Leiden Institute of Advanced Computer Science (LIACS), Leiden University, Leiden, The Netherlands.
Big Data. 2018 Dec;6(4):248-261. doi: 10.1089/big.2018.0070. Epub 2018 Nov 13.
This article focuses on the performance of runners in official races. Based on extensive public data from participants of races organized by the Boston Athletic Association, we demonstrate how different pacing profiles can affect the performance in a race. An athlete's pacing profile refers to the running speed at various stages of the race. We aim to provide practical, data-driven advice for professional as well as recreational runners. Our data collection covers 3 years of data made public by the race organizers, and primarily concerns the times at various intermediate points, giving an indication of the speed profile of the individual runner. We consider the 10 km, half marathon, and full marathon, leading to a data set of 120,472 race results. Although these data were not primarily recorded for scientific analysis, we demonstrate that valuable information can be gleaned from these substantial data about the right way to approach a running challenge. In this article, we focus on the role of race distance, gender, age, and the pacing profile. Since age is a crucial but complex determinant of performance, we first model the age effect in a gender- and distance-specific manner. We consider polynomials of high degree and use cross-validation to select models that are both accurate and of sufficient generalizability. After that, we perform clustering of the race profiles to identify the dominant pacing profiles that runners select. Finally, after having compensated for age influences, we apply a descriptive pattern mining approach to select reliable and informative aspects of pacing that most determine an optimal performance. The mining paradigm produces relatively simple and readable patterns, such that both professionals and amateurs can use the results to their benefit.

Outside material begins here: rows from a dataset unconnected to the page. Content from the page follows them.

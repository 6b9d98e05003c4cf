use async_trait::async_trait;

use super::{AuthError, AuthRequest, Authenticator, Identity};

/// Trusts every caller. Owner ids taken from paths and bodies are used as given,
/// so this is only for single-tenant or local deployments.
#[derive(Debug, Default, Clone, Copy)]
pub struct NoneAuthenticator;

#[async_trait]
impl Authenticator for NoneAuthenticator {
    async fn authenticate(&self, _request: &AuthRequest) -> Result<Identity, AuthError> {
        Ok(Identity::anonymous())
    }

    fn method_name(&self) -> &'static str {
        "none"
    }
}
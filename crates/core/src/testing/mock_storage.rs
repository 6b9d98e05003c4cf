//! Mock object storage for testing.

use async_trait::async_trait;
use std::collections::{HashMap, HashSet};
use std::sync::Arc;
use tokio::sync::RwLock;

use crate::collaborators::{CollaboratorError, ObjectStorage};

/// In-memory implementation of the ObjectStorage trait.
///
/// Provides controllable behavior for testing:
/// - Seed objects with `put`
/// - Fail reads of specific keys
/// - Record fetched and deleted keys
#[derive(Debug, Clone, Default)]
pub struct MockObjectStorage {
    objects: Arc<RwLock<HashMap<String, Vec<u8>>>>,
    failing_keys: Arc<RwLock<HashSet<String>>>,
    fetched: Arc<RwLock<Vec<String>>>,
    deleted: Arc<RwLock<Vec<String>>>,
    next_error: Arc<RwLock<Option<CollaboratorError>>>,
}

impl MockObjectStorage {
    pub fn new() -> Self {
        Self::default()
    }

    /// Store an object.
    pub async fn put(&self, key: &str, bytes: impl Into<Vec<u8>>) {
        self.objects
            .write()
            .await
            .insert(key.to_string(), bytes.into());
    }

    /// Make every read of `key` fail with an I/O error.
    pub async fn fail_key(&self, key: &str) {
        self.failing_keys.write().await.insert(key.to_string());
    }

    /// Configure the next read to fail with the given error.
    pub async fn set_next_error(&self, error: CollaboratorError) {
        *self.next_error.write().await = Some(error);
    }

    pub async fn contains(&self, key: &str) -> bool {
        self.objects.read().await.contains_key(key)
    }

    /// Keys read so far, in call order.
    pub async fn fetched_keys(&self) -> Vec<String> {
        self.fetched.read().await.clone()
    }

    /// Keys deleted so far, in call order.
    pub async fn deleted_keys(&self) -> Vec<String> {
        self.deleted.read().await.clone()
    }
}

#[async_trait]
impl ObjectStorage for MockObjectStorage {
    fn name(&self) -> &str {
        "mock"
    }

    async fn get(&self, key: &str) -> Result<Vec<u8>, CollaboratorError> {
        self.fetched.write().await.push(key.to_string());

        if let Some(error) = self.next_error.write().await.take() {
            return Err(error);
        }
        if self.failing_keys.read().await.contains(key) {
            return Err(CollaboratorError::Io(format!("simulated read failure: {}", key)));
        }

        self.objects
            .read()
            .await
            .get(key)
            .cloned()
            .ok_or_else(|| CollaboratorError::NotFound(key.to_string()))
    }

    async fn delete(&self, keys: &[String]) -> Result<(), CollaboratorError> {
        let mut objects = self.objects.write().await;
        let mut deleted = self.deleted.write().await;
        for key in keys {
            objects.remove(key);
            deleted.push(key.clone());
        }
        Ok(())
    }
}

本文主要关注正式比赛中跑步者的表现。基于波士顿田径协会组织的比赛参与者的广泛公开数据,我们展示了不同的配速方案如何影响比赛成绩。运动员的配速方案是指在比赛各个阶段的跑步速度。我们旨在为专业和业余跑步者提供实用的、数据驱动的建议。我们的数据收集涵盖了比赛组织者公开的 3 年数据,主要涉及各个中间点的时间,这反映了跑步者的速度分布。我们考虑了 10 公里、半程马拉松和全程马拉松,这导致了一个包含 120472 个比赛结果的数据集。尽管这些数据并非主要为科学分析而记录,但我们证明,从这些大量数据中可以提取出有关正确应对跑步挑战的有价值信息。在本文中,我们重点研究比赛距离、性别、年龄和配速方案的作用。由于年龄是表现的关键但复杂的决定因素,我们首先以性别和距离特异性的方式对年龄效应进行建模。我们考虑了高次多项式,并使用交叉验证来选择既准确又具有足够通用性的模型。之后,我们对比赛方案进行聚类,以识别跑步者选择的主要配速方案。最后,在补偿年龄影响后,我们应用描述性模式挖掘方法来选择对最佳表现最有决定意义的可靠且有信息量的配速方面。挖掘范式产生了相对简单和易读的模式,因此专业人士和业余爱好者都可以从中受益。